#### RECORDS FOR THE EXERCISE:
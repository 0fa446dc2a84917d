//! A trip as an ordered tour of actions between two anchors
//!
//! The route is `start -> actions... -> end`. A fresh trip starts and ends at
//! home; polling an action moves the start anchor to where it happened, so
//! later insertions are priced from the agent's actual route.

use serde::{Deserialize, Serialize};
use std::collections::VecDeque;

use crate::core::types::{Cell, Hours};
use crate::geography::distance::Distance;
use crate::planning::action::{ActionKind, PlannedAction};

/// Where to insert an action and what it costs in travel
#[derive(Debug, Clone, Copy, PartialEq)]
pub struct Insertion {
    /// Position in `0..=len()`
    pub index: usize,
    /// Extra travel hours the detour adds to the route
    pub added_hours: Hours,
}

#[derive(Debug, Clone, PartialEq, Serialize, Deserialize)]
pub struct Plan {
    start: Cell,
    end: Cell,
    actions: VecDeque<PlannedAction>,
    /// Cells per hour, used to turn detours into hours
    speed: f64,
    estimated_hours: Hours,
}

impl Plan {
    pub fn new(start: Cell, end: Cell, speed: f64) -> Self {
        assert!(speed > 0.0, "plan speed must be positive, got {}", speed);
        Self {
            start,
            end,
            actions: VecDeque::new(),
            speed,
            estimated_hours: 0.0,
        }
    }

    /// Empty round trip from and back to `home`
    pub fn home(home: Cell, speed: f64) -> Self {
        Self::new(home, home, speed)
    }

    pub fn start(&self) -> Cell {
        self.start
    }

    pub fn end(&self) -> Cell {
        self.end
    }

    pub fn speed(&self) -> f64 {
        self.speed
    }

    pub fn len(&self) -> usize {
        self.actions.len()
    }

    pub fn is_empty(&self) -> bool {
        self.actions.is_empty()
    }

    pub fn pending(&self) -> impl Iterator<Item = &PlannedAction> {
        self.actions.iter()
    }

    pub fn count_of(&self, kind: ActionKind) -> usize {
        self.actions.iter().filter(|a| a.kind() == kind).count()
    }

    /// Travel plus on-location hours committed by the insertions so far
    pub fn estimated_hours(&self) -> Hours {
        self.estimated_hours
    }

    pub fn add_estimated_hours(&mut self, hours: Hours) {
        self.estimated_hours += hours;
    }

    /// Cell before position `index` on the route
    fn stop_before(&self, index: usize) -> Cell {
        if index == 0 {
            self.start
        } else {
            self.actions[index - 1].cell()
        }
    }

    /// Cell at position `index` on the route, the end anchor past the last action
    fn stop_at(&self, index: usize) -> Cell {
        self.actions.get(index).map_or(self.end, |a| a.cell())
    }

    /// Scan every gap of the route and pick the one with the smallest detour
    ///
    /// The first minimal position wins exact ties.
    pub fn cheapest_insertion(&self, action: &PlannedAction, distance: &dyn Distance) -> Insertion {
        let cell = action.cell();
        let mut best = Insertion {
            index: 0,
            added_hours: f64::INFINITY,
        };

        for index in 0..=self.actions.len() {
            let prev = self.stop_before(index);
            let next = self.stop_at(index);
            let detour = distance.distance(prev, cell) + distance.distance(cell, next) - distance.distance(prev, next);
            let added_hours = detour / self.speed;
            if added_hours < best.added_hours {
                best = Insertion { index, added_hours };
            }
        }

        best
    }

    /// Price the cheapest position for `action` and insert it there
    pub fn insert_cheapest(&mut self, action: PlannedAction, distance: &dyn Distance) -> Insertion {
        let insertion = self.cheapest_insertion(&action, distance);
        self.insert_action(action, insertion.index, insertion.added_hours);
        insertion
    }

    /// Insert at a position the caller already chose
    ///
    /// `travel_hours` must be the detour priced for `index` by
    /// `cheapest_insertion` against the current route. Anything else leaves
    /// `estimated_hours` out of step with `travel_hours()`.
    pub fn insert_action(&mut self, action: PlannedAction, index: usize, travel_hours: Hours) {
        assert!(
            index <= self.actions.len(),
            "insertion index {} out of range for a plan of {} actions",
            index,
            self.actions.len()
        );
        self.estimated_hours += travel_hours + action.duration_hours();
        self.actions.insert(index, action);
    }

    /// Remove the next action to execute; the route now starts from its cell
    pub fn poll_next_action(&mut self) -> Option<PlannedAction> {
        let action = self.actions.pop_front()?;
        self.start = action.cell();
        Some(action)
    }

    pub fn peek_next_action(&self) -> Option<&PlannedAction> {
        self.actions.front()
    }

    /// Mean position of the pending actions, the end anchor when there are none
    pub fn centroid(&self) -> (f64, f64) {
        if self.actions.is_empty() {
            return (self.end.x as f64, self.end.y as f64);
        }
        let n = self.actions.len() as f64;
        let (sx, sy) = self.actions.iter().fold((0.0, 0.0), |(sx, sy), a| {
            let c = a.cell();
            (sx + c.x as f64, sy + c.y as f64)
        });
        (sx / n, sy / n)
    }

    /// Centroid snapped to the nearest grid cell
    pub fn centroid_cell(&self) -> Cell {
        let (x, y) = self.centroid();
        Cell::nearest(x, y)
    }

    /// Cells in visiting order, anchors included
    pub fn route(&self) -> Vec<Cell> {
        let mut route = Vec::with_capacity(self.actions.len() + 2);
        route.push(self.start);
        route.extend(self.actions.iter().map(|a| a.cell()));
        route.push(self.end);
        route
    }

    /// Length of the whole route in hours of travel
    pub fn travel_hours(&self, distance: &dyn Distance) -> Hours {
        self.route()
            .windows(2)
            .map(|leg| distance.distance(leg[0], leg[1]))
            .sum::<f64>()
            / self.speed
    }
}

#[cfg(test)]
mod tests {
    use super::*;
    use crate::core::types::DeviceId;
    use crate::geography::distance::Manhattan;

    fn fish(x: i32, y: i32) -> PlannedAction {
        PlannedAction::FishUnassociated {
            cell: Cell::new(x, y),
            set_hours: 1.0,
            search_hours: 0.0,
        }
    }

    fn insert_cheapest(plan: &mut Plan, action: PlannedAction) -> Insertion {
        plan.insert_cheapest(action, &Manhattan)
    }

    #[test]
    fn test_empty_plan_inserts_at_zero() {
        let plan = Plan::home(Cell::new(0, 0), 1.0);
        let ins = plan.cheapest_insertion(&fish(3, 0), &Manhattan);
        assert_eq!(ins.index, 0);
        assert_eq!(ins.added_hours, 6.0);
    }

    #[test]
    fn test_insertion_reorders_by_geometry() {
        let mut plan = Plan::home(Cell::new(0, 0), 1.0);
        insert_cheapest(&mut plan, fish(5, 0));
        let ins = insert_cheapest(&mut plan, fish(1, 1));
        assert_eq!(ins.index, 0);
        assert_eq!(ins.added_hours, 2.0);

        let cells: Vec<Cell> = plan.pending().map(|a| a.cell()).collect();
        assert_eq!(cells, vec![Cell::new(1, 1), Cell::new(5, 0)]);
    }

    #[test]
    fn test_ties_go_to_lowest_index() {
        let mut plan = Plan::home(Cell::new(0, 0), 1.0);
        insert_cheapest(&mut plan, fish(2, 0));
        // (1, 0) lies on both legs of the out-and-back route
        let ins = plan.cheapest_insertion(&fish(1, 0), &Manhattan);
        assert_eq!(ins.index, 0);
        assert_eq!(ins.added_hours, 0.0);
    }

    #[test]
    fn test_speed_scales_cost() {
        let plan = Plan::home(Cell::new(0, 0), 2.0);
        let ins = plan.cheapest_insertion(&fish(3, 0), &Manhattan);
        assert_eq!(ins.added_hours, 3.0);
    }

    #[test]
    fn test_estimated_hours_accumulate() {
        let mut plan = Plan::home(Cell::new(0, 0), 1.0);
        insert_cheapest(&mut plan, fish(2, 0));
        insert_cheapest(&mut plan, fish(0, 2));
        // 4 + 1, then 4 + 1
        assert_eq!(plan.estimated_hours(), 10.0);
        assert_eq!(plan.travel_hours(&Manhattan), 8.0);
    }

    #[test]
    fn test_estimate_matches_route_after_priced_inserts() {
        let mut plan = Plan::home(Cell::new(0, 0), 0.5);
        for (x, y) in [(3, 1), (-2, 4), (1, 1), (6, -3), (0, 5)] {
            insert_cheapest(&mut plan, fish(x, y));
        }
        let on_location: f64 = plan.pending().map(|a| a.duration_hours()).sum();
        assert!((plan.estimated_hours() - plan.travel_hours(&Manhattan) - on_location).abs() < 1e-9);
    }

    #[test]
    fn test_poll_moves_start_and_centroid() {
        let mut plan = Plan::home(Cell::new(0, 0), 1.0);
        plan.insert_action(fish(2, 0), 0, 4.0);
        plan.insert_action(fish(4, 2), 1, 4.0);
        assert_eq!(plan.centroid(), (3.0, 1.0));

        let first = plan.poll_next_action().unwrap();
        assert_eq!(first.cell(), Cell::new(2, 0));
        assert_eq!(plan.start(), Cell::new(2, 0));
        assert_eq!(plan.centroid(), (4.0, 2.0));

        plan.poll_next_action();
        assert_eq!(plan.centroid(), (0.0, 0.0));
        assert!(plan.poll_next_action().is_none());
    }

    #[test]
    fn test_count_of_kind() {
        let mut plan = Plan::home(Cell::new(0, 0), 1.0);
        plan.insert_action(fish(1, 0), 0, 0.0);
        plan.insert_action(
            PlannedAction::SetOwn {
                device: DeviceId::new(1),
                cell: Cell::new(2, 0),
                set_hours: 1.0,
            },
            1,
            0.0,
        );
        assert_eq!(plan.count_of(ActionKind::FishUnassociated), 1);
        assert_eq!(plan.count_of(ActionKind::SetOwn), 1);
        assert_eq!(plan.count_of(ActionKind::Deploy), 0);
    }

    #[test]
    #[should_panic]
    fn test_out_of_range_insert_panics() {
        let mut plan = Plan::home(Cell::new(0, 0), 1.0);
        plan.insert_action(fish(1, 0), 1, 0.0);
    }
}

#### DESCRIPTION OF THE TASK:
The answer is each line from the entries above in which the word "struct" occurs.

#### REPLY:
pub struct Insertion {
pub struct Plan {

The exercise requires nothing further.